Autor Volker Kutscher hat seinem Kriminalbeamten der Weimarer Republik auch Kurzgeschichten verfasst. Und in der Reihe „Illustrierte Lieblingsbücher“ mit Bebilderung von Kat Menschik hat der Autor zuvor bereits zwei Bände aus dem Gereon Rath Kosmos vorgelegt. „Moabit“ und Mitte“. Darin ging es um die Geschichte von Raths Ehefrau Charlotte und die Story von deren Ziehsohn Fritz Thormann.

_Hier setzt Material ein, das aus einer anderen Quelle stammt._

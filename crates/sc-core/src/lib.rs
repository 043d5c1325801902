//! Foundational types for simulated camera capture.
//!
//! ## Buffers and Stride
//! Images use element stride (not byte stride). `stride` is the distance, in
//! elements, between adjacent row starts and may be greater than `width`.
//! Render-target views are read with row 0 at the *bottom* of the picture
//! (OpenGL read-back order); every output frame has row 0 at the top.
//!
//! ## Shift Factors
//! A [`Shift`] `k` means the render target is `2^k` times larger than the
//! output along each axis, so every output pixel summarizes a `2^k x 2^k`
//! block of `2^(2k)` samples.
//!
//! ## Class Bitmasks
//! Up to eight non-exclusive semantic classes are packed into one byte
//! ([`ClassMask`]). The label render pass writes that byte into the blue
//! channel. Each [`ClassBit`] carries the [`VoteRule`] used when blocks are
//! reduced.

mod class;
mod error;
mod frame;
mod image;
mod shift;

pub use class::{ClassBit, ClassMask, VoteRule, vote_thresholds};
pub use error::Error;
pub use frame::{DepthFrame, LabelFrame, RgbFrame, new_rgb_frame};
pub use image::{Image, ImageView, Rgb8};
pub use shift::{MAX_SHIFT, Resolution, Shift};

Nun folgt „Westend“, ebenfalls betitelt nach einem Berliner Stadtteil und als Coda für die Krimi-Reihe, als letzter Vers im Rath-Gedicht. Den zehnten und wohl letzten regulären Roman der Reihe, schlicht „Rath“ betitelt, veröffentlichte Volker Kutscher im vergangenen Jahr. Nun also ein Interview aus den Nachlass eines Historikers.
Dennoch: Mensch weiß nie, ob Kreative noch einmal zu ihren erfolgreichen Charakteren zurückkehren. Um nur ein Beispiel zu nennen: Auch Krimi-Autor Friedrich Ani hatte seien „Süden“ ursprünglich auf 10 Vermissungen angelegt.
Für Gereon Rath Fans ist „Westend“ eine gelungenen Wiederkehr des vermeintlich auserzählten Kommissars. Vor allem, weil Volker Kutscher als versierter Erzähler einiges offen gelassen hatte. Und nun ergreift er die Möglichkeit noch einmal Revue passieren zu lassen. Aus der sicheren zeitlichen Entfernung der doppelten Rückblende und Erinnerung. Doch Vorsicht, die die Rückschau ist nicht immer nur nostalgische Verklärung. So changiert Kutscher gekonnt und packend zwischen Interview und Verhör, zwischen Unterstellung und Glaubhaftigkeit. Skepsis ist angebracht.
Das Verhör
Und doch ist Gereon Raths Erinnerung nur die eine Hälfte der Faszination dieses schillernden Buches. Künstlerin und Grafikerin Kat Menschik kuratiert im Galiani Verlag ihre eigene Buchreihe. Die „Illustrierten Lieblingsbücher“ erscheinen seit 2016, als Kafkas „Der Landarzt“ den hinreißenden Buchreigen eröffnete. Alle Veröffentlichungen der Reihe sind nicht nur durch ihre individuellen Illustrationen gekennzeichnet, sondern auch durch ihre herausragende und häufig opulente Ausstattung.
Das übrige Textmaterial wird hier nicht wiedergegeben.